Quick Start Guide#
In about 30–60 minutes you can activate your enterprise account, install NVIDIA AI Enterprise software, and confirm GPU containers run. Follow the steps for your path: bare metal (Ubuntu + Docker), VMware vSphere, or public cloud (Azure walkthrough below).
What You Will Accomplish
When you finish, you will have:
Activated your NVIDIA Enterprise Account and accessed the NVIDIA NGC Catalog
Installed NVIDIA AI Enterprise software components
Verified GPU-accelerated containers are working
Next Steps
After this guide, use Where to Go Next for license tasks, software catalogs, and deeper deployment documentation.
Prerequisites#
Before you start, confirm you have:
Hardware Requirements
NVIDIA-Certified Server Platform that supports NVIDIA AI Enterprise
One or more supported NVIDIA GPUs installed in your server
Important
The NVIDIA-Certified Systems requirement does not apply to GB200 NVL4, GB200 NVL72, and GB300 NVL72 systems. For these platforms, NVIDIA-Qualified server status is the prerequisite for NVIDIA AI Enterprise support. For more information, refer to the NVIDIA Qualified Systems Catalog.
Software & Licensing
Valid NVIDIA AI Enterprise software subscription
For bundled GPUs (such as NVIDIA H100 PCIe), activate your license before installation
Additional Information
Refer to the NVIDIA AI Enterprise Release Notes for supported hardware, version matrix, and known issues.
Attention
Already have an account? Skip directly to Installing NVIDIA AI Enterprise Software Components.
Note
The following instructions do not apply to NVIDIA DGX systems. Refer to NVIDIA DGX Systems for DGX-specific documentation.
Activating the Accounts for NVIDIA AI Enterprise#
Your Order Confirmation Message#
After your order is processed, you get an order confirmation with an attached NVIDIA Entitlement Certificate (product activation keys and usage steps).
If you are a data center administrator, follow the certificate instructions. If not, forward the full email and attachment to your data center administrator.
What Your NVIDIA Enterprise Account Provides#
Sign in at the NVIDIA Application Hub to reach:
NVIDIA NGC — software catalog, services, and management tools under your subscription
NVIDIA Enterprise Support Portal — support cases and downloads for NVIDIA AI Enterprise
NVIDIA Licensing Portal — entitlements and license server setup (required before NVIDIA vGPU for Compute)
Creating your NVIDIA Enterprise Account#
Prerequisites
Have your order confirmation message with the NVIDIA Entitlement Certificate ready
Choose a unique email address (if creating a new account separate from an evaluation account)
Steps
Follow the Register link in the instructions for using your NVIDIA Entitlement Certificate.
Fill out the NVIDIA Enterprise Account Registration page form and click REGISTER. A message confirming that an account has been created will appear. The email address you provided will then receive an email instructing you to log in to your account on the NVIDIA Application Hub.

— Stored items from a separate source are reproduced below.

/// UI module exports
pub mod options;
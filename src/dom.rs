/// `PageSource` backed by the live document
use log::warn;
use wasm_bindgen::JsCast;
use web_sys::{Document, Element};

use crate::error::{Error, Result};
use crate::page::{PageElement, PageLocation, PageSource, Selector};

pub struct DomPage {
    document: Document,
    location: PageLocation,
}

impl DomPage {
    /// Snapshot the current window's location and attach to its document
    pub fn from_window() -> Result<Self> {
        let window = web_sys::window().ok_or(Error::NoWindow)?;
        let document = window.document().ok_or(Error::NoDocument)?;
        let href = window
            .location()
            .href()
            .map_err(|e| Error::Location(format!("{:?}", e)))?;

        Ok(DomPage {
            document,
            location: PageLocation::parse(&href)?,
        })
    }
}

fn snapshot(element: &Element) -> PageElement {
    let names: js_sys::Array = element.get_attribute_names();

    names
        .iter()
        .filter_map(|name| name.as_string())
        .fold(PageElement::new(&element.tag_name()), |page_element, name| {
            match element.get_attribute(&name) {
                Some(value) => page_element.with_attr(&name, &value),
                None => page_element,
            }
        })
}

impl PageSource for DomPage {
    fn location(&self) -> &PageLocation {
        &self.location
    }

    fn query_all(&self, selector: &Selector) -> Vec<PageElement> {
        let nodes = match self.document.query_selector_all(&selector.css()) {
            Ok(nodes) => nodes,
            Err(e) => {
                warn!("Selector {} rejected: {:?}", selector.css(), e);
                return Vec::new();
            }
        };

        (0..nodes.length())
            .filter_map(|i| nodes.item(i))
            .filter_map(|node| node.dyn_into::<Element>().ok())
            .map(|element| snapshot(&element))
            .collect()
    }

    fn query_first(&self, selector: &Selector) -> Option<PageElement> {
        match self.document.query_selector(&selector.css()) {
            Ok(element) => element.map(|element| snapshot(&element)),
            Err(e) => {
                warn!("Selector {} rejected: {:?}", selector.css(), e);
                None
            }
        }
    }
}
//! Browser tests for the DOM-backed page. Run with `wasm-pack test --headless --chrome`.
#![cfg(target_arch = "wasm32")]

use wasm_bindgen_test::*;
use wp_admin_switcher::dom::DomPage;
use wp_admin_switcher::page::PageSource;
use wp_admin_switcher::{admin_bar, page_links, post_id};

wasm_bindgen_test_configure!(run_in_browser);

fn set_head(html: &str) {
    let document = web_sys::window().unwrap().document().unwrap();
    document.head().unwrap().set_inner_html(html);
}

fn set_body(html: &str, class: &str) {
    let document = web_sys::window().unwrap().document().unwrap();
    let body = document.body().unwrap();
    body.set_inner_html(html);
    body.set_class_name(class);
}

#[wasm_bindgen_test]
fn test_location_snapshot() {
    let page = DomPage::from_window().unwrap();
    let href = web_sys::window().unwrap().location().href().unwrap();

    assert_eq!(page.location().href(), href);
}

#[wasm_bindgen_test]
fn test_admin_bar_lookup() {
    set_body(
        r#"<div id="wpadminbar"><ul>
            <li id="wp-admin-bar-site-name"><a class="ab-item" href="https://example.com/">Site</a></li>
            <li id="wp-admin-bar-view"><a class="ab-item" href="https://example.com/post/">View</a></li>
        </ul></div>"#,
        "",
    );
    let page = DomPage::from_window().unwrap();

    assert_eq!(
        admin_bar::first_admin_bar_url(&page, &admin_bar::FRONT_END_LINKS),
        Some("https://example.com/post/".to_string())
    );
}

#[wasm_bindgen_test]
fn test_page_links_and_post_id() {
    set_head(
        r#"<link rel="stylesheet" href="https://example.com/wp-content/themes/x/style.css">
           <link rel="shortlink" href="https://example.com/?p=42">"#,
    );
    set_body("", "single postid-42");
    let page = DomPage::from_window().unwrap();

    assert_eq!(
        page_links::infer_url_from_page_links(&page),
        Some("https://example.com".to_string())
    );
    assert_eq!(post_id::infer_post_id(&page), Some("42".to_string()));
}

Open the email instructing you to log in to your account and click Log In.
On the open NVIDIA Application Hub Login page, type the email address you provided in the text-entry field and click Sign In.
On the Create Your Account page that opens, provide and confirm a password for the account and click Create Account. A message prompting you to verify your email address appears. An email instructing you to verify your email address is sent to your provided email address.
Open the email instructing you to verify your email address and click Verify Email Address. A message confirming that your email address is confirmed appears.
Your account is now active. Continue to Installing NVIDIA AI Enterprise Software Components.
Linking an Evaluation Account to an NVIDIA Enterprise Account for Purchased Licenses#
Link your evaluation account to purchased licenses by registering with the same email address you used for your evaluation account. To create a separate account instead, see Creating your NVIDIA Enterprise Account and use a different email address.
Follow the Register link in the instructions for using the NVIDIA Entitlement Certificate for your purchased licenses.
Fill out the NVIDIA Enterprise Account Registration page form, specifying the email address with which you created your existing account, and click Register.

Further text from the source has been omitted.